### Task to carry out
If a line of the material contains "active", copy it.
START Data shown
use uuid::Uuid;
use chrono::{DateTime, Utc};

/// Which edge of the hold lifecycle was crossed.
#[derive(Debug, serde::Serialize, serde::Deserialize, Clone, Copy, PartialEq, Eq)]
#[serde(rename_all = "snake_case")]
pub enum HoldTransition {
    Created,
    Extended,
    Released,
    Completed,
    Expired,
}

impl HoldTransition {
    pub fn as_str(self) -> &'static str {
        match self {
            HoldTransition::Created => "created",
            HoldTransition::Extended => "extended",
            HoldTransition::Released => "released",
            HoldTransition::Completed => "completed",
            HoldTransition::Expired => "expired",
        }
    }
}

#[derive(Debug, serde::Serialize, serde::Deserialize, Clone)]
pub struct HoldStateChanged {
    pub reservation_id: Uuid,
    pub ticket_type_id: Uuid,
    pub session_id: Option<String>,
    pub quantity: i32,
    pub transition: HoldTransition,
    pub expires_at: Option<DateTime<Utc>>,
    pub occurred_at: i64,
}

#[derive(Debug, serde::Serialize, serde::Deserialize, Clone)]
pub struct OrderConfirmedEvent {
    pub order_id: Uuid,
    pub event_id: Uuid,
    pub ticket_ids: Vec<Uuid>,
    pub total_amount: i64,
    pub currency: String,
    pub timestamp: i64,
}

/// Raised when an order was persisted but its inventory could not be fully
/// committed. Operators reconcile these by hand.
#[derive(Debug, serde::Serialize, serde::Deserialize, Clone)]
pub struct ConsistencyAlert {
    pub order_id: Uuid,
    pub failed_reservation_ids: Vec<Uuid>,
    pub completed_reservation_ids: Vec<Uuid>,
    /// Failed holds that were released and completed holds that were
    /// reverted. Anything missing here still needs manual cleanup.
    pub released_reservation_ids: Vec<Uuid>,
    pub reason: String,
    pub raised_at: i64,
}

impl HoldStateChanged {
    pub fn topic_key(&self) -> String {
        self.ticket_type_id.to_string()
    }
}
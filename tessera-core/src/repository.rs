use async_trait::async_trait;
use chrono::{DateTime, Utc};
use uuid::Uuid;

use crate::models::{
    CustomerInfo, NewReservation, Order, OrderLine, OrderStatus, Reservation, ReserveOutcome, TicketType,
};
use crate::payment::PaymentAttempt;
use crate::CoreResult;

/// Atomic inventory primitives. Each method is a single storage transaction;
/// implementations must never split a check from its write.
#[async_trait]
pub trait InventoryStore: Send + Sync {
    async fn get_ticket_type(&self, id: Uuid) -> CoreResult<Option<TicketType>>;

    async fn get_reservation(&self, id: Uuid) -> CoreResult<Option<Reservation>>;

    /// `total_capacity - sold_count - Σ(active holds with expires_at > now)`.
    async fn get_available_quantity(&self, ticket_type_id: Uuid, now: DateTime<Utc>) -> CoreResult<i32>;

    /// Recompute availability and insert the hold in one step.
    async fn create_ticket_reservation(&self, hold: NewReservation) -> CoreResult<ReserveOutcome>;

    /// active → cancelled. `None` when the hold was not active.
    async fn release_ticket_reservation(&self, id: Uuid) -> CoreResult<Option<Reservation>>;

    /// active → completed plus `sold_count += quantity`. `None` when the hold
    /// was not active or had already lapsed at `now`.
    async fn complete_ticket_reservation(&self, id: Uuid, now: DateTime<Utc>) -> CoreResult<Option<Reservation>>;

    /// Push `expires_at` forward on a hold still live at `now`.
    async fn extend_ticket_reservation(&self, id: Uuid, minutes: i64, now: DateTime<Utc>) -> CoreResult<Option<Reservation>>;

    /// completed → cancelled plus `sold_count -= quantity`. Undoes a
    /// completion whose order could not be finished. `None` when the hold
    /// was not completed.
    async fn revert_completed_reservation(&self, id: Uuid) -> CoreResult<Option<Reservation>>;

    /// active holds with `expires_at <= now` → expired.
    async fn cleanup_expired_reservations(&self, now: DateTime<Utc>) -> CoreResult<Vec<Reservation>>;

    /// Cancel every live hold of a session.
    async fn release_session_reservations(&self, session_id: &str, now: DateTime<Utc>) -> CoreResult<Vec<Reservation>>;

    /// `sold_count += quantity` only if live availability covers it.
    async fn increment_sold_quantity_safe(&self, ticket_type_id: Uuid, quantity: i32, now: DateTime<Utc>) -> CoreResult<bool>;
}

/// Payment details recorded with an order.
#[derive(Debug, Clone, serde::Serialize, serde::Deserialize)]
#[serde(rename_all = "camelCase")]
pub struct PaymentInfo {
    pub gateway: Option<crate::payment::GatewayType>,
    pub transaction_id: Option<String>,
    pub status: crate::payment::PaymentStatus,
}

impl PaymentInfo {
    pub fn pending() -> Self {
        Self { gateway: None, transaction_id: None, status: crate::payment::PaymentStatus::Pending }
    }
}

impl From<&PaymentAttempt> for PaymentInfo {
    fn from(attempt: &PaymentAttempt) -> Self {
        Self {
            gateway: Some(attempt.gateway),
            transaction_id: Some(attempt.transaction_id.clone()),
            status: attempt.status,
        }
    }
}

/// Order persistence collaborator.
#[async_trait]
pub trait OrderRepository: Send + Sync {
    async fn create_order(
        &self,
        event_id: Uuid,
        currency: &str,
        customer: &CustomerInfo,
        payment: &PaymentInfo,
        items: &[OrderLine],
    ) -> CoreResult<Order>;

    async fn get_order_by_id(&self, id: Uuid) -> CoreResult<Option<Order>>;

    async fn find_by_payment_reference(&self, reference: &str) -> CoreResult<Option<Order>>;

    async fn update_order_status(&self, id: Uuid, status: OrderStatus) -> CoreResult<()>;
}

/// Ticket issuance collaborator.
#[async_trait]
pub trait TicketIssuer: Send + Sync {
    async fn generate_tickets(&self, order_id: Uuid, items: &[OrderLine]) -> CoreResult<Vec<Uuid>>;
}

/// Confirmation delivery collaborator.
#[async_trait]
pub trait Notifier: Send + Sync {
    async fn send_order_confirmation(&self, email: &str, order_id: Uuid, ticket_ids: &[Uuid]) -> CoreResult<()>;
}
impl OrderSagaCoordinator {
    pub fn new(
        ledger: Arc<InventoryLedger>,
        orders: Arc<dyn OrderRepository>,
        tickets: Arc<dyn TicketIssuer>,
        notifier: Arc<dyn Notifier>,
    ) -> Self {
        Self {
            ledger,
            orders,
            tickets,
            notifier,
            hold_minutes: DEFAULT_HOLD_MINUTES,
            critical_faults: AtomicU64::new(0),
        }
    }

    pub fn with_hold_minutes(mut self, minutes: i64) -> Self {
        self.hold_minutes = minutes;
        self
    }

    pub fn hold_minutes(&self) -> i64 {
        self.hold_minutes
    }

    pub fn ledger(&self) -> &Arc<InventoryLedger> {
        &self.ledger
    }

    pub fn orders(&self) -> &Arc<dyn OrderRepository> {
        &self.orders
    }

    /// Critical consistency faults raised since start-up.
    pub fn critical_fault_count(&self) -> u64 {
        self.critical_faults.load(Ordering::SeqCst)
    }

    fn check_cart_shape(items: &[CartItem]) -> Result<(), OrderError> {
        if items.is_empty() {
            return Err(OrderError::InvalidCart("cart is empty".to_string()));
        }
        if let Some(item) = items.iter().find(|i| i.quantity <= 0) {
            return Err(OrderError::InvalidCart(format!(
                "quantity for {} must be positive, got {}",
                item.ticket_type_id, item.quantity
            )));
        }
        Ok(())
    }

    /// Read-only pre-check. Nothing is held.
    pub async fn validate_cart(&self, items: &[CartItem]) -> Result<CartValidation, OrderError> {
        if let Err(e) = Self::check_cart_shape(items) {
            return Ok(CartValidation {
                valid: false,
                errors: vec![e.to_string()],
                availability: Vec::new(),
            });
        }
        let requests: Vec<_> = items.iter().map(CartItem::as_request).collect();
        let availability = self.ledger.check_availability(&requests).await?;
        let errors: Vec<String> = availability
            .iter()
            .filter(|c| !c.available)
            .map(|c| {
                format!(
                    "{}: requested {}, available {}",
                    c.ticket_type_id, c.requested_quantity, c.available_quantity
                )
            })
            .collect();
        Ok(CartValidation {
            valid: errors.is_empty(),
            errors,
            availability,
        })
    }

    async fn hold_cart(&self, session_id: &str, items: &[CartItem], hold_minutes: i64) -> Result<Vec<Reservation>, OrderError> {
        Self::check_cart_shape(items)?;

        let requests: Vec<_> = items.iter().map(CartItem::as_request).collect();
        let shortfalls: Vec<_> = self
            .ledger
            .check_availability(&requests)
            .await?
            .into_iter()
            .filter(|c| !c.available)
            .collect();
        if !shortfalls.is_empty() {
            tracing::info!(session_id, lines = shortfalls.len(), "Cart rejected: insufficient inventory");
            return Err(OrderError::InsufficientInventory(shortfalls));
        }

        Ok(self
            .ledger
            .create_multiple_reservations(&requests, session_id, hold_minutes)
            .await?)
    }

    /// Hold every cart line for `hold_minutes`. Holds are all-or-nothing.
    pub async fn reserve_cart(&self, session_id: &str, items: &[CartItem], hold_minutes: i64) -> Result<ReservedCart, OrderError> {
        let reservations = self.hold_cart(session_id, items, hold_minutes).await?;
        let expires_at = reservations
            .iter()
            .map(|r| r.expires_at)
            .min()
            .unwrap_or_else(Utc::now);
        Ok(ReservedCart {
            reservation_ids: reservations.iter().map(|r| r.id).collect(),
            expires_at,
        })
    }

    /// Reserve, persist and commit a cart in one saga run.
    pub async fn create_atomic_order(
        &self,
        session_id: &str,
        customer: &CustomerInfo,
        payment: &PaymentInfo,
        items: &[CartItem],
    ) -> AtomicOrderResult {
        let reservations = match self.hold_cart(session_id, items, self.hold_minutes).await {
            Ok(reservations) => reservations,
            Err(e) => return AtomicOrderResult::failed(e),
        };
        self.commit(reservations, customer, payment).await
    }

    /// Finish an order from holds taken earlier by `reserve_cart`. Every hold
    /// must still be live; prices come from the current ticket types.
    pub async fn complete_reserved_order(
        &self,
        reservation_ids: &[Uuid],
        customer: &CustomerInfo,
        payment: &PaymentInfo,
    ) -> AtomicOrderResult {
        if reservation_ids.is_empty() {
            return AtomicOrderResult::failed(OrderError::InvalidCart("no reservations given".to_string()));
        }
        let mut seen = HashSet::with_capacity(reservation_ids.len());
        if let Some(duplicate) = reservation_ids.iter().find(|id| !seen.insert(**id)) {
            tracing::warn!(reservation_id = %duplicate, "Reserved order rejected: hold listed twice");
            return AtomicOrderResult::failed(OrderError::InvalidCart(format!(
                "reservation {} listed more than once",
                duplicate
            )));
        }
        let now = Utc::now();
        let mut reservations = Vec::with_capacity(reservation_ids.len());
        for id in reservation_ids {
            match self.ledger.get_reservation(*id).await {
                Ok(Some(reservation)) if reservation.is_held_at(now) => reservations.push(reservation),
                Ok(_) => {
                    tracing::warn!(reservation_id = %id, "Reserved order rejected: hold no longer valid");
                    return AtomicOrderResult::failed(OrderError::ReservationInvalid(*id));
                }
                Err(e) => return AtomicOrderResult::failed(e.into()),
            }
        }
        self.commit(reservations, customer, payment).await
    }

    /// Steps shared by both entry points: price, persist, complete, then the
    /// non-fatal post-commit work.
    async fn commit(&self, reservations: Vec<Reservation>, customer: &CustomerInfo, payment: &PaymentInfo) -> AtomicOrderResult {
        let order = match self.persist_order(&reservations, customer, payment).await {
            Ok(order) => order,
            Err(e) => {
                tracing::warn!(error = %e, "Order persistence failed, releasing holds");
                self.release_all(&reservations).await;
                return AtomicOrderResult::failed(e);
            }
        };

        if let Err(fault) = self.complete_all(&order, &reservations).await {
            return AtomicOrderResult::failed(fault);
        }

        let status = if payment.status == PaymentStatus::Completed {
            OrderStatus::Completed
        } else {
            OrderStatus::AwaitingPayment
        };
        if let Err(e) = self.orders.update_order_status(order.id, status).await {
            tracing::error!(order_id = %order.id, error = %e, "Failed to record order status after commit");
        }

        let ticket_ids = match self.tickets.generate_tickets(order.id, &order.items).await {
            Ok(ids) => ids,
            Err(e) => {
                tracing::error!(order_id = %order.id, error = %e, "Ticket generation failed; order stands");
                Vec::new()
            }
        };
        if let Err(e) = self
            .notifier
            .send_order_confirmation(order.customer.email.expose(), order.id, &ticket_ids)
            .await
        {
            tracing::warn!(order_id = %order.id, error = %e, "Confirmation delivery failed");
        }

        self.ledger.events().publish(DomainEvent::OrderConfirmed(OrderConfirmedEvent {
            order_id: order.id,
            event_id: order.event_id,
            ticket_ids: ticket_ids.clone(),
            total_amount: order.total_amount,
            currency: order.currency.clone(),
            timestamp: Utc::now().timestamp(),
        }));
        tracing::info!(order_id = %order.id, tickets = ticket_ids.len(), total = order.total_amount, "Order committed");
        AtomicOrderResult::succeeded(order.id, ticket_ids)
    }

    async fn persist_order(&self, reservations: &[Reservation], customer: &CustomerInfo, payment: &PaymentInfo) -> Result<Order, OrderError> {
        let mut lines = Vec::with_capacity(reservations.len());
        let mut event_id = None;
        let mut currency = None;
        for reservation in reservations {
            let ticket_type = self
                .ledger
                .get_ticket_type(reservation.ticket_type_id)
                .await
                .map_err(|e| OrderError::CreationFailed(e.to_string()))?;
            if *event_id.get_or_insert(ticket_type.event_id) != ticket_type.event_id {
                return Err(OrderError::InvalidCart(format!(
                    "{} belongs to a different event than the rest of the cart",
                    ticket_type.id
                )));
            }
            if *currency.get_or_insert_with(|| ticket_type.currency.clone()) != ticket_type.currency {
                return Err(OrderError::InvalidCart(format!(
                    "{} is priced in {}, the rest of the cart is not",
                    ticket_type.id, ticket_type.currency
                )));
            }
            lines.push(OrderLine {
                ticket_type_id: ticket_type.id,
                reservation_id: reservation.id,
                name: ticket_type.name,
                quantity: reservation.quantity,
                unit_price: ticket_type.unit_price,
            });
        }
        let (Some(event_id), Some(currency)) = (event_id, currency) else {
            return Err(OrderError::CreationFailed("order has no lines".to_string()));
        };

        self.orders
            .create_order(event_id, &currency, customer, payment, &lines)
            .await
            .map_err(|e| OrderError::CreationFailed(e.to_string()))
    }

    /// Complete every hold concurrently. Any refusal here means the order row
    /// exists but its inventory does not fully back it.
    async fn complete_all(&self, order: &Order, reservations: &[Reservation]) -> Result<(), OrderError> {
        let outcomes = join_all(reservations.iter().map(|r| async move {
            let outcome = self.ledger.complete_reservation(r.id).await;
            (r.id, outcome)
        }))
        .await;

        let mut completed = Vec::new();
        let mut failed = Vec::new();
        let mut reasons = Vec::new();
        for (id, outcome) in outcomes {
            match outcome {
                Ok(true) => completed.push(id),
                Ok(false) => {
                    reasons.push(format!("{}: hold not active", id));
                    failed.push(id);
                }
                Err(e) => {
                    reasons.push(format!("{}: {}", id, e));
                    failed.push(id);
                }
            }
        }
        if failed.is_empty() {
            return Ok(());
        }
        Err(self.raise_consistency_fault(order, completed, failed, reasons.join("; ")).await)
    }

    /// Surface a partial commit. Still-active holds are released, holds that
    /// did complete are reverted so their seats return to sale, the order is
    /// cancelled, and one alert goes out.
    async fn raise_consistency_fault(&self, order: &Order, completed: Vec<Uuid>, failed: Vec<Uuid>, reason: String) -> OrderError {
        let mut released = Vec::new();
        for id in &failed {
            match self.ledger.release_reservation(*id).await {
                Ok(true) => released.push(*id),
                Ok(false) => {}
                Err(e) => tracing::error!(reservation_id = %id, error = %e, "Release during fault handling failed"),
            }
        }
        for id in &completed {
            match self.ledger.revert_completion(*id).await {
                Ok(true) => released.push(*id),
                Ok(false) => {}
                Err(e) => tracing::error!(reservation_id = %id, error = %e, "Revert during fault handling failed"),
            }
        }
        if let Err(e) = self.orders.update_order_status(order.id, OrderStatus::Cancelled).await {
            tracing::error!(order_id = %order.id, error = %e, "Could not cancel order after consistency fault");
        }

        self.critical_faults.fetch_add(1, Ordering::SeqCst);
        tracing::error!(
            target: CRITICAL_TARGET,
            severity = "FATAL",
            alert = true,
            order_id = %order.id,
            completed = ?completed,
            failed = ?failed,
            released = ?released,
            reason = %reason,
            "CRITICAL: order persisted but inventory commit incomplete"
        );
        self.ledger.events().publish(DomainEvent::ConsistencyAlert(ConsistencyAlert {
            order_id: order.id,
            failed_reservation_ids: failed,
            completed_reservation_ids: completed,
            released_reservation_ids: released,
            reason: reason.clone(),
            raised_at: Utc::now().timestamp(),
        }));

        OrderError::ConsistencyFault { order_id: order.id, reason }
    }

    async fn release_all(&self, reservations: &[Reservation]) {
        for reservation in reservations {
            if let Err(e) = self.ledger.release_reservation(reservation.id).await {
                tracing::error!(reservation_id = %reservation.id, error = %e, "Compensating release failed");
            }
        }
    }

    /// Release holds by id, e.g. after a failed payment. Returns how many
    /// were still active.
    pub async fn release_reservations(&self, reservation_ids: &[Uuid]) -> usize {
        let mut released = 0;
        for id in reservation_ids {
            match self.ledger.release_reservation(*id).await {
                Ok(true) => released += 1,
                Ok(false) => {}
                Err(e) => tracing::error!(reservation_id = %id, error = %e, "Release failed"),
            }
        }
        released
    }

    pub async fn extend_reservations(&self, reservation_ids: &[Uuid], minutes: i64) -> ReservationExtension {
        let mut result = ReservationExtension::default();
        for id in reservation_ids {
            match self.ledger.extend_reservation(*id, minutes).await {
                Ok(true) => result.extended.push(*id),
                Ok(false) => result.failed.push(*id),
                Err(e) => {
                    tracing::warn!(reservation_id = %id, error = %e, "Extension failed");
                    result.failed.push(*id);
                }
            }
        }
        result
    }

    /// Live availability per ticket type. Unknown ids report 0.
    pub async fn get_batch_availability(&self, ticket_type_ids: &[Uuid]) -> Result<HashMap<Uuid, i32>, OrderError> {
        let mut availability = HashMap::with_capacity(ticket_type_ids.len());
        for id in ticket_type_ids {
            let quantity = match self.ledger.get_available_quantity(*id).await {
                Ok(quantity) => quantity,
                Err(tessera_catalog::InventoryError::NotFound(_)) => 0,
                Err(e) => return Err(e.into()),
            };
            availability.insert(*id, quantity);
        }
        Ok(availability)
    }

    /// Earliest expiry among the given holds, if any are still live.
    pub async fn earliest_expiry(&self, reservation_ids: &[Uuid]) -> Option<DateTime<Utc>> {
        let mut earliest: Option<DateTime<Utc>> = None;
        for id in reservation_ids {
            if let Ok(Some(r)) = self.ledger.get_reservation(*id).await {
                earliest = Some(earliest.map_or(r.expires_at, |e| e.min(r.expires_at)));
            }
        }
        earliest
    }
}
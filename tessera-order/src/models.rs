use chrono::{DateTime, Utc};
use serde::{Deserialize, Serialize};
use uuid::Uuid;

use tessera_catalog::{BatchReservationError, InventoryError, ReservationLineFailure};
use tessera_core::models::AvailabilityCheck;
use tessera_core::payment::{GatewayType, PaymentError};

/// Failure classes a saga run can end in.
#[derive(Debug, Clone, Copy, Serialize, Deserialize, PartialEq, Eq)]
#[serde(rename_all = "SCREAMING_SNAKE_CASE")]
pub enum OrderErrorCode {
    InsufficientInventory,
    ReservationFailed,
    OrderCreationFailed,
}

impl OrderErrorCode {
    pub fn as_str(self) -> &'static str {
        match self {
            OrderErrorCode::InsufficientInventory => "INSUFFICIENT_INVENTORY",
            OrderErrorCode::ReservationFailed => "RESERVATION_FAILED",
            OrderErrorCode::OrderCreationFailed => "ORDER_CREATION_FAILED",
        }
    }

    pub fn user_message(self) -> &'static str {
        match self {
            OrderErrorCode::InsufficientInventory => "Some of the selected tickets are no longer available.",
            OrderErrorCode::ReservationFailed => "We could not hold your tickets. Please try again.",
            OrderErrorCode::OrderCreationFailed => "We could not complete your order. Please try again or contact support.",
        }
    }
}

impl std::fmt::Display for OrderErrorCode {
    fn fmt(&self, f: &mut std::fmt::Formatter<'_>) -> std::fmt::Result {
        f.write_str(self.as_str())
    }
}

/// Typed outcome of an individual saga step.
#[derive(Debug, thiserror::Error)]
pub enum OrderError {
    #[error("Invalid cart: {0}")]
    InvalidCart(String),

    #[error("Insufficient inventory on {} line(s)", .0.len())]
    InsufficientInventory(Vec<AvailabilityCheck>),

    #[error(transparent)]
    ReservationFailed(#[from] BatchReservationError),

    #[error("Reservation {0} is no longer valid")]
    ReservationInvalid(Uuid),

    #[error("Order creation failed: {0}")]
    CreationFailed(String),

    #[error("Critical consistency fault on order {order_id}: {reason}")]
    ConsistencyFault { order_id: Uuid, reason: String },

    #[error(transparent)]
    Inventory(#[from] InventoryError),
}

impl OrderError {
    pub fn code(&self) -> OrderErrorCode {
        match self {
            OrderError::InsufficientInventory(_) => OrderErrorCode::InsufficientInventory,
            OrderError::ReservationFailed(_) | OrderError::ReservationInvalid(_) => OrderErrorCode::ReservationFailed,
            OrderError::InvalidCart(_) | OrderError::CreationFailed(_) | OrderError::ConsistencyFault { .. } => {
                OrderErrorCode::OrderCreationFailed
            }
            OrderError::Inventory(InventoryError::InsufficientAvailability { .. }) => {
                OrderErrorCode::InsufficientInventory
            }
            OrderError::Inventory(_) => OrderErrorCode::ReservationFailed,
        }
    }
}

#[derive(Debug, Clone, Serialize)]
#[serde(rename_all = "camelCase")]
pub struct AtomicOrderResult {
    pub success: bool,
    pub order_id: Option<Uuid>,
    pub ticket_ids: Vec<Uuid>,
    pub error_code: Option<OrderErrorCode>,
    pub error: Option<String>,
    pub user_message: Option<String>,
    /// Per-line shortfalls for `INSUFFICIENT_INVENTORY`.
    #[serde(skip_serializing_if = "Vec::is_empty")]
    pub availability_errors: Vec<AvailabilityCheck>,
    #[serde(skip_serializing_if = "Vec::is_empty")]
    pub reservation_failures: Vec<ReservationLineFailure>,
}

impl AtomicOrderResult {
    pub fn succeeded(order_id: Uuid, ticket_ids: Vec<Uuid>) -> Self {
        Self {
            success: true,
            order_id: Some(order_id),
            ticket_ids,
            error_code: None,
            error: None,
            user_message: None,
            availability_errors: Vec::new(),
            reservation_failures: Vec::new(),
        }
    }

    pub fn failed(error: OrderError) -> Self {
        let code = error.code();
        let message = error.to_string();
        let (order_id, availability_errors, reservation_failures) = match error {
            OrderError::InsufficientInventory(shortfalls) => (None, shortfalls, Vec::new()),
            OrderError::ReservationFailed(batch) => (None, Vec::new(), batch.failures),
            OrderError::ConsistencyFault { order_id, .. } => (Some(order_id), Vec::new(), Vec::new()),
            _ => (None, Vec::new(), Vec::new()),
        };
        Self {
            success: false,
            order_id,
            ticket_ids: Vec::new(),
            error_code: Some(code),
            error: Some(message),
            user_message: Some(code.user_message().to_string()),
            availability_errors,
            reservation_failures,
        }
    }
}

#[derive(Debug, Clone, Serialize)]
#[serde(rename_all = "camelCase")]
pub struct CartValidation {
    pub valid: bool,
    pub errors: Vec<String>,
    pub availability: Vec<AvailabilityCheck>,
}

#[derive(Debug, Clone, Serialize, Deserialize)]
#[serde(rename_all = "camelCase")]
pub struct ReservedCart {
    pub reservation_ids: Vec<Uuid>,
    /// Earliest expiry across the holds; the cart is only safe until then.
    pub expires_at: DateTime<Utc>,
}

#[derive(Debug, Clone, Default, Serialize)]
#[serde(rename_all = "camelCase")]
pub struct ReservationExtension {
    pub extended: Vec<Uuid>,
    pub failed: Vec<Uuid>,
}

/// What a checkout ended in.
#[derive(Debug, Clone, Serialize)]
#[serde(tag = "outcome", rename_all = "camelCase", rename_all_fields = "camelCase")]
pub enum CheckoutOutcome {
    /// Paid, then committed (or failed to commit, see `order.success`).
    Completed {
        order: AtomicOrderResult,
        gateway: GatewayType,
        transaction_id: String,
    },
    /// Buyer must finish at the provider; holds stay in place until then.
    ActionRequired {
        gateway: GatewayType,
        redirect_url: String,
        reservation_ids: Vec<Uuid>,
        expires_at: DateTime<Utc>,
        transaction_id: String,
    },
    /// Payment failed; holds were released.
    PaymentFailed { error: PaymentError },
    /// Failed before payment was attempted.
    Rejected(AtomicOrderResult),
}

#[cfg(test)]
mod tests {
    use super::*;

    #[test]
    fn test_failed_result_carries_shortfalls() {
        let shortfall = AvailabilityCheck {
            ticket_type_id: Uuid::new_v4(),
            available: false,
            available_quantity: 1,
            requested_quantity: 3,
        };
        let result = AtomicOrderResult::failed(OrderError::InsufficientInventory(vec![shortfall.clone()]));

        assert!(!result.success);
        assert_eq!(result.error_code, Some(OrderErrorCode::InsufficientInventory));
        assert_eq!(result.availability_errors, vec![shortfall]);
        assert!(result.user_message.is_some());
    }

    #[test]
    fn test_consistency_fault_reports_order_creation_failed() {
        let order_id = Uuid::new_v4();
        let result = AtomicOrderResult::failed(OrderError::ConsistencyFault {
            order_id,
            reason: "completion refused".to_string(),
        });
        assert_eq!(result.error_code, Some(OrderErrorCode::OrderCreationFailed));
        assert_eq!(result.order_id, Some(order_id));
    }

    #[test]
    fn test_error_code_serializes_screaming_snake() {
        let json = serde_json::to_string(&OrderErrorCode::InsufficientInventory).unwrap();
        assert_eq!(json, "\"INSUFFICIENT_INVENTORY\"");
    }
}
END Data shown
### Answer area
    /// `total_capacity - sold_count - Σ(active holds with expires_at > now)`.
    /// active → cancelled. `None` when the hold was not active.
    /// active → completed plus `sold_count += quantity`. `None` when the hold
    /// was not active or had already lapsed at `now`.
    /// active holds with `expires_at <= now` → expired.
                    reasons.push(format!("{}: hold not active", id));
    /// Surface a partial commit. Still-active holds are released, holds that
    /// were still active.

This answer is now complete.